Judith K. Brown’s article “Iroquois Women” is an important text in the history of ethnography. The article was first published in 1975 as part of the collection edited by Rayna Reiter, Toward an Anthropology of Women. This book was one of the more prominent collections of feminist anthropology (also often called “the anthropology of women” at the time) in the mid-1970s. (Woman the Gatherer and Woman, Culture, and Society were two other important collections of essays and articles. The names of those two books were responses to the titles of two other important anthropological books of the 1960s, Man the Hunter and Man, Culture, and Society.)
Prior to the 1960s and 1970s, gender was an understudied aspect of culture and information on women often underreported, as male ethnographers often worked mainly with male informants or presented information collected from men as typical of a culture in general. The collection Toward an Anthropology of Women and the Brown essay were part of a broader project to redress earlier male bias in ethnography and introduce more information about women specifically and the importance of gender as a social factor generally.
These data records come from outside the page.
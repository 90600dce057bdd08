//! The 32-bit word stream SPIR-V modules are assembled from.

/// A SPIR-V result id or literal word.
pub type Word = u32;

/// An append-only buffer of 32-bit words with instruction framing.
///
/// Each instruction starts with a header word carrying the opcode in the
/// low 16 bits; the word count lands in the high 16 bits when the
/// instruction is closed, after its operands have been written.
#[derive(Clone, Debug, Default)]
pub struct WordStream {
    words: Vec<Word>,
}

impl WordStream {
    pub fn new() -> Self {
        Self::default()
    }

    /// Number of words written so far.
    pub fn len(&self) -> usize {
        self.words.len()
    }

    pub fn is_empty(&self) -> bool {
        self.words.is_empty()
    }

    /// Opens an instruction, returning the index of its header word for
    /// the matching [`end`](Self::end) call.
    pub fn begin(&mut self, opcode: u16) -> usize {
        self.words.push(opcode as Word);
        self.words.len() - 1
    }

    /// Appends one operand word.
    pub fn word(&mut self, word: Word) {
        self.words.push(word);
    }

    /// Appends a NUL-terminated string, packed four bytes per word,
    /// little-endian within each word. A full final word gets an extra
    /// all-zero terminator word.
    pub fn string(&mut self, s: &str) {
        let mut current: Word = 0;
        let mut shift = 0u32;
        for &byte in s.as_bytes().iter().chain(std::iter::once(&0u8)) {
            current |= (byte as Word) << shift;
            shift += 8;
            if shift == 32 {
                self.words.push(current);
                current = 0;
                shift = 0;
            }
        }
        if shift != 0 {
            self.words.push(current);
        }
    }

    /// Closes the instruction opened at `header`, patching its word count.
    pub fn end(&mut self, header: usize) {
        let count = (self.words.len() - header) as Word;
        self.words[header] |= count << 16;
    }

    /// Emits a complete instruction with fixed operands.
    pub fn instruction(&mut self, opcode: u16, operands: &[Word]) {
        let header = self.begin(opcode);
        self.words.extend_from_slice(operands);
        self.end(header);
    }

    /// Appends another stream verbatim.
    pub fn append(&mut self, other: &WordStream) {
        self.words.extend_from_slice(&other.words);
    }

    /// Overwrites a single word; used to patch the header's id bound.
    pub fn patch(&mut self, index: usize, word: Word) {
        self.words[index] = word;
    }

    /// Consumes the stream, yielding the raw words.
    pub fn into_words(self) -> Vec<Word> {
        self.words
    }

    /// The raw words written so far.
    pub fn words(&self) -> &[Word] {
        &self.words
    }
}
Historically, Iroquois women had great influence and status within their communities and culture. Brown’s essay is in part a discussion of this status of women in Iroquois culture and of Iroquois gender relations (so it’s also very much about Iroquois men). She’s also concerned to examine the social factors that influence gender relations in any culture through the discussion of an Iroquois case study. Among the factors she discusses are economic production, the gender division of labor in relation to production, kinship and residence organization, and the control and distribution of economic goods.